Print every line of the listing below, starting with the line that holds "filename crates/guardcheck-locks/src/held.rs" and going on through the line that holds "returns a new", both included, and print nothing else.
── RECORDS FOR PROCESSING
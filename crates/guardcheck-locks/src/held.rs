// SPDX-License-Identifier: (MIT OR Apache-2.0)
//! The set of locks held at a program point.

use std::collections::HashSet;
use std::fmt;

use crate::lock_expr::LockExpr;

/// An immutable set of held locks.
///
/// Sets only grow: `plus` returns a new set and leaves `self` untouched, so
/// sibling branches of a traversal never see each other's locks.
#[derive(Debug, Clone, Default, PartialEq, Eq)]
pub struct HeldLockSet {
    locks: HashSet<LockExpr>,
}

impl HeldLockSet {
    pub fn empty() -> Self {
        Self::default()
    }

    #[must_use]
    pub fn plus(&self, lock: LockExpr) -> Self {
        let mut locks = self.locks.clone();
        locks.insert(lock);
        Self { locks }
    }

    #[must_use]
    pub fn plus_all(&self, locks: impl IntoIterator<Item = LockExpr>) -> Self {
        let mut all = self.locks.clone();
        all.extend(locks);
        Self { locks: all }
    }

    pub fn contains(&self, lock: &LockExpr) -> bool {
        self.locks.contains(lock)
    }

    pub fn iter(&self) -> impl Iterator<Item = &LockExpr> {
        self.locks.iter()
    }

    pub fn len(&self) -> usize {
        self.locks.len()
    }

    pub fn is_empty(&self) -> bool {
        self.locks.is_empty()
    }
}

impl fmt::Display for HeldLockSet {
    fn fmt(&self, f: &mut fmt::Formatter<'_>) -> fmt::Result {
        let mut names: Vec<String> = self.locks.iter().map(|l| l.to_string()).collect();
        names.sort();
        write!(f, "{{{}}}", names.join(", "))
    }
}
────
── RECORDS FOR PROCESSING
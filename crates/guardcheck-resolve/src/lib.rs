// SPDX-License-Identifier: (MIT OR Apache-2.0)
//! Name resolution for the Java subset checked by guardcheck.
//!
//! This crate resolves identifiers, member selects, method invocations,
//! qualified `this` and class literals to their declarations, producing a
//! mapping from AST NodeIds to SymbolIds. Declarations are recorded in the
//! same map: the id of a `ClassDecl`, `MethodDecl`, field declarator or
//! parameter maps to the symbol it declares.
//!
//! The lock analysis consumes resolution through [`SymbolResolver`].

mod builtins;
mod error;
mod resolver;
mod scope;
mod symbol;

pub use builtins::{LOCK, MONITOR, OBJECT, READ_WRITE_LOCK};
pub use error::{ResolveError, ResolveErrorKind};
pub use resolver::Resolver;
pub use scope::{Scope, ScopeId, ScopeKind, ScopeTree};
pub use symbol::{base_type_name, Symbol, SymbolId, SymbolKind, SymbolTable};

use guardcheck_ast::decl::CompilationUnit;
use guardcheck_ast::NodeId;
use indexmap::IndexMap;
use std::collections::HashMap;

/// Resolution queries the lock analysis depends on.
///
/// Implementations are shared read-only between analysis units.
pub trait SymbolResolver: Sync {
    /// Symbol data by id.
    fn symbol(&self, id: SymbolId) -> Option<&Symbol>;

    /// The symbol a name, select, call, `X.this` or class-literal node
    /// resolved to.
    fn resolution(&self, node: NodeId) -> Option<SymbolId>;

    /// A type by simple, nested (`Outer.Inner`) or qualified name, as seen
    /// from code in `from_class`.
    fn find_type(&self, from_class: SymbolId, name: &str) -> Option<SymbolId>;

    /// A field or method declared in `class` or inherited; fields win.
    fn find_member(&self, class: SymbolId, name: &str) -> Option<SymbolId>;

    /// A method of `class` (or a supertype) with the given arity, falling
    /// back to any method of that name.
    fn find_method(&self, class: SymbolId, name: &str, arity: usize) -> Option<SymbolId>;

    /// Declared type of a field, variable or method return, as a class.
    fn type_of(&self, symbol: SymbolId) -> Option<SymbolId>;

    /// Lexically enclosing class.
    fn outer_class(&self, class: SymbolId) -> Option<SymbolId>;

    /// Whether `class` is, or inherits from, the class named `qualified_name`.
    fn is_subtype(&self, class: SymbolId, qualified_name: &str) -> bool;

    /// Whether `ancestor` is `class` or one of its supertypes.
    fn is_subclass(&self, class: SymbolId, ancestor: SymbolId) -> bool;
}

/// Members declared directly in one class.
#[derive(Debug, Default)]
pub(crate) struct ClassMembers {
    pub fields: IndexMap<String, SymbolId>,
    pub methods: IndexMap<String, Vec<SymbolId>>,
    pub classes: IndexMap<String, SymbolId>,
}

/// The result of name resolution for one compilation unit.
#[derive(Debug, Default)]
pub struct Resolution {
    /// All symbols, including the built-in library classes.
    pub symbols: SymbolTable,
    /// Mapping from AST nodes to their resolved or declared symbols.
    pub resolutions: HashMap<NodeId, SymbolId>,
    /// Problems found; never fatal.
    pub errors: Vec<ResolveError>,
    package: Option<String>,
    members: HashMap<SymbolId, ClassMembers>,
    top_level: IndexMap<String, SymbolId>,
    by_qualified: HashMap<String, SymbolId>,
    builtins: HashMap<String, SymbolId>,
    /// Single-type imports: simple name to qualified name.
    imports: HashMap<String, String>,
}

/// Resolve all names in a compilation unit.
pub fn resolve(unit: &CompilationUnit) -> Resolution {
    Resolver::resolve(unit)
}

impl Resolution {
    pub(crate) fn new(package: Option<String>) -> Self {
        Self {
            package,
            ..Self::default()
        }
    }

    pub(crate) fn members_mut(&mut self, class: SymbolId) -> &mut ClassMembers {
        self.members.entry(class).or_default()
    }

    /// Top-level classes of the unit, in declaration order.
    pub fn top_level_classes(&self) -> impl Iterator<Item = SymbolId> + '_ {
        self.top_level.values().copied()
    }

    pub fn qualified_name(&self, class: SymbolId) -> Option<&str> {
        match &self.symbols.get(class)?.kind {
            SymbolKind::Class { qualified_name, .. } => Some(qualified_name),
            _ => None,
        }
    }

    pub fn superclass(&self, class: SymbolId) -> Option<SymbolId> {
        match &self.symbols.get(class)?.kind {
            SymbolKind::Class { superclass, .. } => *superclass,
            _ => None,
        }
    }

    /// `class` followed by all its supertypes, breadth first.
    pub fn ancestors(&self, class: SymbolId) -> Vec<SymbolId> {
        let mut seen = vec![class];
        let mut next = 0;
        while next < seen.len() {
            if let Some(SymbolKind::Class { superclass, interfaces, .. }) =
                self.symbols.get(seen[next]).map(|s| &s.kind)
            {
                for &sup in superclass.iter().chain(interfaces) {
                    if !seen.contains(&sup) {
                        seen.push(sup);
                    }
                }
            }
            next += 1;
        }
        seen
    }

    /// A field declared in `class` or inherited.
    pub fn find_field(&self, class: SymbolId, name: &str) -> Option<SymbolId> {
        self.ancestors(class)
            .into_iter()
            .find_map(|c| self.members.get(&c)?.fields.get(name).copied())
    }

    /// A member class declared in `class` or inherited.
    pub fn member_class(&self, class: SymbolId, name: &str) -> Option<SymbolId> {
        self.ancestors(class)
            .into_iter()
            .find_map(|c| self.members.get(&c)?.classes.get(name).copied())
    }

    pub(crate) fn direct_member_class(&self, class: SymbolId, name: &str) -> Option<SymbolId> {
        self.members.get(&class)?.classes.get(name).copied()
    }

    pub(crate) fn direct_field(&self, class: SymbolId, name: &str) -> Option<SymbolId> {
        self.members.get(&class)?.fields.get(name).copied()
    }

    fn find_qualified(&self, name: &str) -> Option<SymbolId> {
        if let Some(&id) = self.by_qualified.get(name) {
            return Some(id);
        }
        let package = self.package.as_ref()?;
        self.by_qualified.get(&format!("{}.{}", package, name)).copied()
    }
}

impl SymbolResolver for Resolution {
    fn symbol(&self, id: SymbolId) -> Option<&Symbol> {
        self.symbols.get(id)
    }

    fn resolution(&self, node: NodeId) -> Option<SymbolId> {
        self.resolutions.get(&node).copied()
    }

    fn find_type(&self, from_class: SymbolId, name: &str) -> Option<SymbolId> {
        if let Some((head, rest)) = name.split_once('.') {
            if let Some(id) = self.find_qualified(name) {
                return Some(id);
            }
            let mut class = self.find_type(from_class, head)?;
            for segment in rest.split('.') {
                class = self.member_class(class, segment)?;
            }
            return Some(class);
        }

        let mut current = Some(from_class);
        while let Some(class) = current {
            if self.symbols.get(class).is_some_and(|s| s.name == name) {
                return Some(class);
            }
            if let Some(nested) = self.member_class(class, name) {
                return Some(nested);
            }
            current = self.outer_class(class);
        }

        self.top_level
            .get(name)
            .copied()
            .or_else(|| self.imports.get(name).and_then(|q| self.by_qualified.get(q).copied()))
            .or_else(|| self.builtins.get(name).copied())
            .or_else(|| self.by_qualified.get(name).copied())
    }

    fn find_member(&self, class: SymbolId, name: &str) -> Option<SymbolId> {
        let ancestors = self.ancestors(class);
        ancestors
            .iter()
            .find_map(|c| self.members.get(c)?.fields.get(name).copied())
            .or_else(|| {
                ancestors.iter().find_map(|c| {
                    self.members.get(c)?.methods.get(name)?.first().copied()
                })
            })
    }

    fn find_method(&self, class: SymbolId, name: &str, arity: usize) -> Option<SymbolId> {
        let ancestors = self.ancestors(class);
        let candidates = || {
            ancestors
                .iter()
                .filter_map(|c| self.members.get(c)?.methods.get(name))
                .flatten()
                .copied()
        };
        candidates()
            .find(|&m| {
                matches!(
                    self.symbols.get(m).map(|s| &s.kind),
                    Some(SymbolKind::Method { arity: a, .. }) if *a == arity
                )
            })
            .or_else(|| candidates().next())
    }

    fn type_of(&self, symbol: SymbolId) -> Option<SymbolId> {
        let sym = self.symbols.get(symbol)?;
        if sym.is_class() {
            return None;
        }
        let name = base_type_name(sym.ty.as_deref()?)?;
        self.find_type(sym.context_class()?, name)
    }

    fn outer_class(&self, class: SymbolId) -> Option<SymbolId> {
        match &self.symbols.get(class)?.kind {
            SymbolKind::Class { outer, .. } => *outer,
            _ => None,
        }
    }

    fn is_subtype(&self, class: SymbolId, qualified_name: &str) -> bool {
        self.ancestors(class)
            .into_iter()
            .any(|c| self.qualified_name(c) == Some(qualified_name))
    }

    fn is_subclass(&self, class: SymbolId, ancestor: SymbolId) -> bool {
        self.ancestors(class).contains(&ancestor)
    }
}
────
• ANSWER SECTION:
filename crates/guardcheck-locks/src/held.rs
// SPDX-License-Identifier: (MIT OR Apache-2.0)
//! The set of locks held at a program point.

use std::collections::HashSet;
use std::fmt;

use crate::lock_expr::LockExpr;

/// An immutable set of held locks.
///
/// Sets only grow: `plus` returns a new set and leaves `self` untouched, so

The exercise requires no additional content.